== Records supplied ==

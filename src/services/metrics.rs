//! Metrics & timeline recorder
//!
//! Bookkeeping for degradation episodes and recovery runs. Every write is
//! infallible and never blocks on I/O; readers get plain snapshots for the
//! dashboard, the CLI and the Prometheus endpoint.

use chrono::{DateTime, Utc};
use serde::Serialize;
use serde_json::{json, Map, Value};
use std::collections::VecDeque;
use std::sync::{Mutex, MutexGuard};
use tracing::debug;

use crate::domain::DegradationEpisode;
use crate::persistence::QueueStats;
use crate::services::recovery::DrainReport;

/// Closed episodes kept in memory
const MAX_EPISODES: usize = 100;
/// Timeline events kept in memory
const MAX_TIMELINE_EVENTS: usize = 500;

#[derive(Debug, Clone, Copy, PartialEq, Eq, Serialize)]
#[serde(rename_all = "snake_case")]
pub enum TimelineEventType {
    DegradationStarted,
    DegradationEnded,
    RecoveryAttempted,
    DrainCompleted,
}

#[derive(Debug, Clone, PartialEq, Serialize)]
pub struct TimelineEvent {
    #[serde(rename = "type")]
    pub event_type: TimelineEventType,
    pub timestamp: DateTime<Utc>,
    pub details: Map<String, Value>,
}

/// Dashboard view of the current degradation state
#[derive(Debug, Clone, PartialEq, Serialize)]
#[serde(rename_all = "camelCase")]
pub struct DegradationStatus {
    pub is_active: bool,
    pub active_since: Option<DateTime<Utc>>,
    pub duration_ms: i64,
    pub queue_size: usize,
    pub recovery_attempt_count: u32,
    pub last_recovery_attempt: Option<DateTime<Utc>>,
}

/// Dashboard view of recovery outcomes
#[derive(Debug, Clone, PartialEq, Serialize)]
#[serde(rename_all = "camelCase")]
pub struct RecoveryMetrics {
    pub recovery_attempts: u64,
    pub success_rate: f64,
    pub average_recovery_time_ms: u64,
    pub current_queue_size: usize,
    pub completed_transactions: u64,
    pub failed_transactions: u64,
    pub processing_transactions: usize,
}

#[derive(Debug, Default)]
struct RecorderState {
    /// Oldest first; the last one may still be open
    episodes: VecDeque<DegradationEpisode>,
    timeline: VecDeque<TimelineEvent>,
    recovery_attempts: u64,
    last_recovery_attempt: Option<DateTime<Utc>>,
    drain_runs: u64,
    total_drain_ms: u64,
    completed: u64,
    failed: u64,
    queue: QueueStats,
}

impl RecorderState {
    fn push_event(&mut self, event_type: TimelineEventType, timestamp: DateTime<Utc>, details: Value) {
        let details = match details {
            Value::Object(map) => map,
            _ => Map::new(),
        };
        self.timeline.push_back(TimelineEvent {
            event_type,
            timestamp,
            details,
        });
        while self.timeline.len() > MAX_TIMELINE_EVENTS {
            self.timeline.pop_front();
        }
    }

    fn open_episode(&self) -> Option<&DegradationEpisode> {
        self.episodes.back().filter(|e| e.is_open())
    }

    /// Episode a recovery run belongs to: the open one, else the latest
    fn current_episode_mut(&mut self) -> Option<&mut DegradationEpisode> {
        self.episodes.back_mut()
    }
}

#[derive(Debug, Default)]
pub struct MetricsRecorder {
    state: Mutex<RecorderState>,
}

impl MetricsRecorder {
    pub fn new() -> Self {
        Self::default()
    }

    fn lock(&self) -> MutexGuard<'_, RecorderState> {
        self.state.lock().unwrap_or_else(|e| e.into_inner())
    }

    /// Open an episode; ignored while one is already open
    pub fn open_episode(&self, at: DateTime<Utc>, queue_size: usize) {
        let mut state = self.lock();
        if state.open_episode().is_some() {
            return;
        }

        state.episodes.push_back(DegradationEpisode::open(at, queue_size));
        while state.episodes.len() > MAX_EPISODES {
            state.episodes.pop_front();
        }
        state.push_event(
            TimelineEventType::DegradationStarted,
            at,
            json!({
                "reason": "Database unavailable",
                "queuedTransactions": queue_size,
            }),
        );
    }

    /// Close the open episode. `queue_size` is the backlog recovery starts with.
    pub fn close_episode(&self, at: DateTime<Utc>, queue_size: usize) -> Option<DegradationEpisode> {
        let mut state = self.lock();
        let episode = match state.episodes.back_mut() {
            Some(e) if e.is_open() => {
                e.ended_at = Some(at);
                e.queue_size_at_start = queue_size;
                e.clone()
            }
            _ => return None,
        };

        state.push_event(
            TimelineEventType::DegradationEnded,
            at,
            json!({
                "durationMs": episode.duration_ms(at),
                "queuedTransactions": queue_size,
            }),
        );
        Some(episode)
    }

    pub fn record_recovery_attempt(&self, at: DateTime<Utc>, queue_size: usize) {
        let mut state = self.lock();
        state.recovery_attempts += 1;
        state.last_recovery_attempt = Some(at);
        let attempt_number = match state.current_episode_mut() {
            Some(episode) => {
                episode.recovery_attempt_count += 1;
                episode.recovery_attempt_count
            }
            None => 0,
        };
        let failed = state.failed;

        state.push_event(
            TimelineEventType::RecoveryAttempted,
            at,
            json!({
                "attemptNumber": attempt_number,
                "queuedTransactions": queue_size,
                "failedTransactions": failed,
            }),
        );
    }

    /// Tally a finished drain run and stamp the episode's end-of-recovery backlog
    pub fn record_drain(&self, report: &DrainReport) {
        let mut state = self.lock();
        state.drain_runs += 1;
        state.total_drain_ms += report.duration_ms();
        state.completed += report.completed;
        state.failed += report.failed + report.rejected;

        if let Some(episode) = state.current_episode_mut() {
            if !episode.is_open() && episode.queue_size_at_end.is_none() {
                episode.queue_size_at_end = Some(report.remaining);
            }
        }

        state.push_event(
            TimelineEventType::DrainCompleted,
            report.finished_at,
            json!({
                "completed": report.completed,
                "retried": report.retried,
                "failed": report.failed,
                "rejected": report.rejected,
                "remaining": report.remaining,
                "stopReason": report.stop.to_string(),
                "durationMs": report.duration_ms(),
            }),
        );
        debug!("Recorded drain run: {}", report.stop);
    }

    /// Latest queue snapshot, used for queue-size reads
    pub fn observe_queue(&self, stats: QueueStats) {
        self.lock().queue = stats;
    }

    /// `completed / (completed + failed) * 100`, 100 when nothing has finished
    pub fn success_rate(&self) -> f64 {
        let state = self.lock();
        let finished = state.completed + state.failed;
        if finished == 0 {
            100.0
        } else {
            state.completed as f64 / finished as f64 * 100.0
        }
    }

    /// Mean drain-run duration, 0 when no run has finished
    pub fn average_recovery_time_ms(&self) -> u64 {
        let state = self.lock();
        if state.drain_runs == 0 {
            0
        } else {
            state.total_drain_ms / state.drain_runs
        }
    }

    pub fn current_queue_size(&self) -> usize {
        self.lock().queue.pending()
    }

    pub fn recovery_attempts(&self) -> u64 {
        self.lock().recovery_attempts
    }

    pub fn degradation_status(&self, now: DateTime<Utc>) -> DegradationStatus {
        let state = self.lock();
        let open = state.open_episode();
        DegradationStatus {
            is_active: open.is_some(),
            active_since: open.map(|e| e.started_at),
            duration_ms: open.map_or(0, |e| e.duration_ms(now)),
            queue_size: state.queue.pending(),
            recovery_attempt_count: state
                .episodes
                .back()
                .map_or(0, |e| e.recovery_attempt_count),
            last_recovery_attempt: state.last_recovery_attempt,
        }
    }

    pub fn recovery_metrics(&self) -> RecoveryMetrics {
        let (recovery_attempts, completed, failed, current_queue_size, processing) = {
            let state = self.lock();
            (
                state.recovery_attempts,
                state.completed,
                state.failed,
                state.queue.pending(),
                state.queue.processing,
            )
        };

        RecoveryMetrics {
            recovery_attempts,
            success_rate: self.success_rate(),
            average_recovery_time_ms: self.average_recovery_time_ms(),
            current_queue_size,
            completed_transactions: completed,
            failed_transactions: failed,
            processing_transactions: processing,
        }
    }

    /// The most recent `limit` events, oldest first
    pub fn timeline(&self, limit: usize) -> Vec<TimelineEvent> {
        let state = self.lock();
        let skip = state.timeline.len().saturating_sub(limit);
        state.timeline.iter().skip(skip).cloned().collect()
    }

    pub fn episodes(&self) -> Vec<DegradationEpisode> {
        self.lock().episodes.iter().cloned().collect()
    }

    /// Export metrics in Prometheus format
    pub fn prometheus(&self, now: DateTime<Utc>) -> String {
        let status = self.degradation_status(now);
        let metrics = self.recovery_metrics();
        let queue = self.lock().queue.clone();

        format!(
            r#"# HELP rosterd_degraded Degradation mode active (1=degraded, 0=healthy)
# TYPE rosterd_degraded gauge
rosterd_degraded {}

# HELP rosterd_degradation_duration_ms Duration of the open degradation episode
# TYPE rosterd_degradation_duration_ms gauge
rosterd_degradation_duration_ms {}

# HELP rosterd_queue_pending Pending transactions in the queue
# TYPE rosterd_queue_pending gauge
rosterd_queue_pending {}

# HELP rosterd_queue_failed Transactions in terminal failed state
# TYPE rosterd_queue_failed gauge
rosterd_queue_failed {}

# HELP rosterd_recovery_attempts_total Recovery drains started
# TYPE rosterd_recovery_attempts_total counter
rosterd_recovery_attempts_total {}

# HELP rosterd_recovered_transactions_total Transactions completed by recovery
# TYPE rosterd_recovered_transactions_total counter
rosterd_recovered_transactions_total {}

# HELP rosterd_recovery_failed_transactions_total Transactions that failed permanently in recovery
# TYPE rosterd_recovery_failed_transactions_total counter
rosterd_recovery_failed_transactions_total {}

# HELP rosterd_recovery_success_rate Recovery success rate in percent
# TYPE rosterd_recovery_success_rate gauge
rosterd_recovery_success_rate {:.1}

# HELP rosterd_recovery_average_ms Mean drain run duration
# TYPE rosterd_recovery_average_ms gauge
rosterd_recovery_average_ms {}
"#,
            if status.is_active { 1 } else { 0 },
            status.duration_ms,
            queue.pending(),
            queue.failed,
            metrics.recovery_attempts,
            metrics.completed_transactions,
            metrics.failed_transactions,
            metrics.success_rate,
            metrics.average_recovery_time_ms,
        )
    }
}

#[cfg(test)]
mod tests {
    use super::*;
    use crate::services::recovery::DrainStop;
    use chrono::Duration;

    fn report(completed: u64, failed: u64, remaining: usize, ms: i64) -> DrainReport {
        let started_at = Utc::now();
        DrainReport {
            started_at,
            finished_at: started_at + Duration::milliseconds(ms),
            claimed: completed + failed,
            completed,
            retried: 0,
            failed,
            rejected: 0,
            skipped: 0,
            remaining,
            stop: DrainStop::Empty,
        }
    }

    #[test]
    fn test_defaults_before_any_recovery() {
        let m = MetricsRecorder::new();
        assert_eq!(m.success_rate(), 100.0);
        assert_eq!(m.average_recovery_time_ms(), 0);
        assert!(!m.degradation_status(Utc::now()).is_active);
    }

    #[test]
    fn test_episode_lifecycle() {
        let m = MetricsRecorder::new();
        let t0 = Utc::now();

        m.open_episode(t0, 0);
        // Second open while one is active is ignored
        m.open_episode(t0 + Duration::seconds(1), 5);
        assert_eq!(m.episodes().len(), 1);

        let status = m.degradation_status(t0 + Duration::seconds(10));
        assert!(status.is_active);
        assert_eq!(status.duration_ms, 10_000);

        let closed = m.close_episode(t0 + Duration::seconds(30), 3).unwrap();
        assert_eq!(closed.queue_size_at_open, 0);
        assert_eq!(closed.queue_size_at_start, 3);
        assert!(m.close_episode(t0 + Duration::seconds(31), 3).is_none());

        m.record_recovery_attempt(t0 + Duration::seconds(30), 3);
        m.record_drain(&report(3, 0, 0, 400));

        let episode = &m.episodes()[0];
        assert_eq!(episode.recovery_attempt_count, 1);
        assert_eq!(episode.queue_size_at_end, Some(0));
        assert!(!m.degradation_status(Utc::now()).is_active);
    }

    #[test]
    fn test_success_rate_and_average() {
        let m = MetricsRecorder::new();
        m.record_drain(&report(3, 1, 0, 100));
        m.record_drain(&report(0, 0, 0, 300));

        assert_eq!(m.success_rate(), 75.0);
        assert_eq!(m.average_recovery_time_ms(), 200);
        assert_eq!(m.recovery_metrics().completed_transactions, 3);
    }

    #[test]
    fn test_timeline_keeps_order_and_limit() {
        let m = MetricsRecorder::new();
        let t0 = Utc::now();
        m.open_episode(t0, 2);
        m.close_episode(t0 + Duration::seconds(5), 2);
        m.record_recovery_attempt(t0 + Duration::seconds(5), 2);

        let all = m.timeline(10);
        assert_eq!(all.len(), 3);
        assert_eq!(all[0].event_type, TimelineEventType::DegradationStarted);
        assert_eq!(all[0].details["queuedTransactions"], 2);

        let last = m.timeline(1);
        assert_eq!(last[0].event_type, TimelineEventType::RecoveryAttempted);
        assert_eq!(last[0].details["attemptNumber"], 1);
    }

    #[test]
    fn test_queue_snapshot_feeds_reads() {
        let m = MetricsRecorder::new();
        m.observe_queue(QueueStats {
            total: 5,
            queued: 2,
            processing: 1,
            completed: 2,
            ..Default::default()
        });

        assert_eq!(m.current_queue_size(), 3);
        assert_eq!(m.recovery_metrics().processing_transactions, 1);
        assert!(m.prometheus(Utc::now()).contains("rosterd_queue_pending 3"));
    }
}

===

◆ Brief: Your task is to restate, word for word, the lines from the beginning of the records to the line with "use tracing::debug;", inclusive.

◆ Exercise output:
filename src/services/metrics.rs
//! Metrics & timeline recorder
//!
//! Bookkeeping for degradation episodes and recovery runs. Every write is
//! infallible and never blocks on I/O; readers get plain snapshots for the
//! dashboard, the CLI and the Prometheus endpoint.

use chrono::{DateTime, Utc};
use serde::Serialize;
use serde_json::{json, Map, Value};
use std::collections::VecDeque;
use std::sync::{Mutex, MutexGuard};
use tracing::debug;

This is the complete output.